Em suma, e como decorre da citada jurisprudência, os artigos 61º e 65.º do TFUE opõem-se à legislação — no caso concreto o artigo 46.º do CIRC — de um Estado-Membro (Portugal) que não conceda isenção de imposto sobre o rendimento aos dividendos distribuídos por uma filial residente num Estado terceiro (Tunísia) com o qual tenha sido celebrada uma convenção que preveja a troca de informações.

Ora a este respeito, a Convenção Portugal-Tunísia, aprovada pela Resolução da Assembleia da República n.º 33/2000, de 31 de Março de 2000, estipula, no seu artigo 25º, com a epígrafe «Troca de informações», designadamente, que as autoridades competentes dos Estados Contratantes trocarão entre si as informações necessárias para aplicar as disposições desta Convenção ou as da legislação interna dos Estados Contratantes relativas aos impostos abrangidos por esta Convenção, entre os quais figura o IRC.
Assim, prevendo a convenção celebrada entre Portugal e a Tunísia um mecanismo de troca de informações, a restrição que resulta da recusa da eliminação ou da mitigação da dupla tributação económica, previstas no artigo 46º do CIRC, não pode ser justificada, no caso vertente, pela alegada necessidade de assegurar a eficácia dos controlos fiscais.
Acresce referir que, embora a Fazenda Pública invoque agora este fundamento em sede de recurso, nunca a Administração Tributária alegou ou invocou, quer no âmbito das decisões de indeferimento da reclamação graciosa e do recurso hierárquico, quer no âmbito da contestação à impugnação, que o direito à eliminação da dupla tributação económica dos lucros distribuídos recorrida dependia da satisfação de condições cuja observância só podia ser verificada mediante a obtenção de informações junto das autoridades competentes da Tunísia.
Por outro lado, como se salienta nas conclusões do advogado geral no processo C-464/14 (§135), mesmo numa situação em que a concessão do benefício da isenção da tributação dos dividendos dependesse da satisfação de condições que as autoridades fiscais competentes do país terceiro em questão não tivessem possibilidade de confirmar, a concessão desse benefício não podia ser recusada sem dar ao contribuinte a oportunidade de fornecer as informações necessárias.

Improcede por conseguinte, também nesta parte, a argumentação da Fazenda Pública.

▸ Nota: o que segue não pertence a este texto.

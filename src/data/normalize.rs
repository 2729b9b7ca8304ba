use chrono::NaiveDateTime;
use log::debug;

use super::model::{NormalizedRecord, Observation, SstSeries};
use crate::error::{Result, SstError};

/// Exact timestamp layout of the export: microseconds and a literal `Z`.
pub const TIMESTAMP_FORMAT: &str = "%Y-%m-%dT%H:%M:%S%.6fZ";

/// Number of fractional-second digits the export always carries.
const FRACTION_DIGITS: usize = 6;

/// Parse one export timestamp into a naive UTC date-time.
///
/// chrono treats the fraction as optional and accepts any digit count, so
/// the exact width is checked before parsing.
pub fn parse_timestamp(raw: &str) -> std::result::Result<NaiveDateTime, String> {
    let fraction = raw
        .strip_suffix('Z')
        .and_then(|rest| rest.rsplit_once('.'))
        .map(|(_, digits)| digits)
        .ok_or_else(|| "missing '.ffffffZ' suffix".to_string())?;
    if fraction.len() != FRACTION_DIGITS || !fraction.bytes().all(|b| b.is_ascii_digit()) {
        return Err(format!("expected {FRACTION_DIGITS} fractional digits, got '{fraction}'"));
    }
    NaiveDateTime::parse_from_str(raw, TIMESTAMP_FORMAT).map_err(|e| e.to_string())
}

/// Turn raw observations into the daily normalized series.
///
/// Every timestamp must match [`TIMESTAMP_FORMAT`]; the time of day is
/// discarded and Celsius is derived as `kelvin - 273.15`. `row` in errors is
/// the 1-based data row.
pub fn normalize(observations: &[Observation]) -> Result<SstSeries> {
    let records = observations
        .iter()
        .enumerate()
        .map(|(i, obs)| {
            let timestamp = parse_timestamp(&obs.timestamp).map_err(|e| SstError::Parse {
                row: i + 1,
                message: format!("timestamp '{}' does not match {TIMESTAMP_FORMAT}: {e}", obs.timestamp),
            })?;
            Ok(NormalizedRecord::from_kelvin(timestamp.date(), obs.sst_kelvin))
        })
        .collect::<Result<Vec<_>>>()?;

    debug!("normalized {} records", records.len());
    Ok(SstSeries::new(records))
}

#[cfg(test)]
mod tests {
    use super::*;
    use crate::data::model::KELVIN_OFFSET;
    use chrono::NaiveDate;

    fn obs(ts: &str, k: f64) -> Observation {
        Observation {
            timestamp: ts.to_string(),
            sst_kelvin: k,
        }
    }

    #[test]
    fn test_truncates_to_date() {
        let series = normalize(&[obs("2020-02-29T23:59:59.999999Z", 290.0)]).unwrap();
        assert_eq!(
            series.records[0].date,
            NaiveDate::from_ymd_opt(2020, 2, 29).unwrap()
        );
    }

    #[test]
    fn test_celsius_is_exact_difference() {
        let kelvins = [271.35, 283.15, 299.999, 305.0];
        let input: Vec<_> = kelvins
            .iter()
            .enumerate()
            .map(|(i, &k)| obs(&format!("2020-01-0{}T00:00:00.000000Z", i + 1), k))
            .collect();
        let series = normalize(&input).unwrap();
        for (rec, &k) in series.records.iter().zip(kelvins.iter()) {
            assert_eq!(rec.sst_kelvin, k);
            assert_eq!(rec.sst_celsius, k - KELVIN_OFFSET);
        }
    }

    #[test]
    fn test_preserves_order() {
        let series = normalize(&[
            obs("2020-01-03T00:00:00.000000Z", 1.0),
            obs("2020-01-01T00:00:00.000000Z", 2.0),
        ])
        .unwrap();
        assert_eq!(series.records[0].sst_kelvin, 1.0);
        assert_eq!(series.records[1].sst_kelvin, 2.0);
    }

    #[test]
    fn test_rejects_deviating_timestamps() {
        for bad in [
            "2020-01-01T00:00:00Z",
            "2020-01-01T00:00:00.000000",
            "2020-01-01 00:00:00.000000Z",
            "2020-13-01T00:00:00.000000Z",
            "01/01/2020",
        ] {
            let err = normalize(&[obs("2020-01-01T00:00:00.000000Z", 1.0), obs(bad, 1.0)])
                .unwrap_err();
            assert!(
                matches!(err, SstError::Parse { row: 2, .. }),
                "{bad} should be rejected"
            );
        }
    }

    #[test]
    fn test_parse_timestamp_keeps_microseconds() {
        let ts = parse_timestamp("2019-07-04T09:30:15.123456Z").unwrap();
        assert_eq!(ts.to_string(), "2019-07-04 09:30:15.123456");
        assert!(parse_timestamp("2019-07-04T09:30:15.123Z").is_err());
    }

    #[test]
    fn test_empty_input_gives_empty_series() {
        assert!(normalize(&[]).unwrap().is_empty());
    }
}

Em face de tudo o exposto haveremos de concluir, como bem decidido em primeira instância, que o regime previsto no artigo 46° do CIRC configura uma discriminação arbitrária à livre circulação de capitais entre estados membros e países terceiros, violadora do disposto no artigo 63° do TFUE, não sendo aplicáveis no caso vertente, quer as causas justificativas, quer a cláusula de salvaguarda invocadas pela Fazenda Pública como fundamento para a recusa da eliminação ou da mitigação da dupla tributação económica.


10. Termos em que acordam os Juízes da Secção de Contencioso Tributário do Supremo Tribunal Administrativo em negar provimento a ambos os recursos.
Custas pela Recorrente e pela Fazenda Pública na proporção do decaimento.

Lisboa, 6 de Maio de 2020. – Pedro Delgado (relator) – Aragão Seia – Francisco Rothes.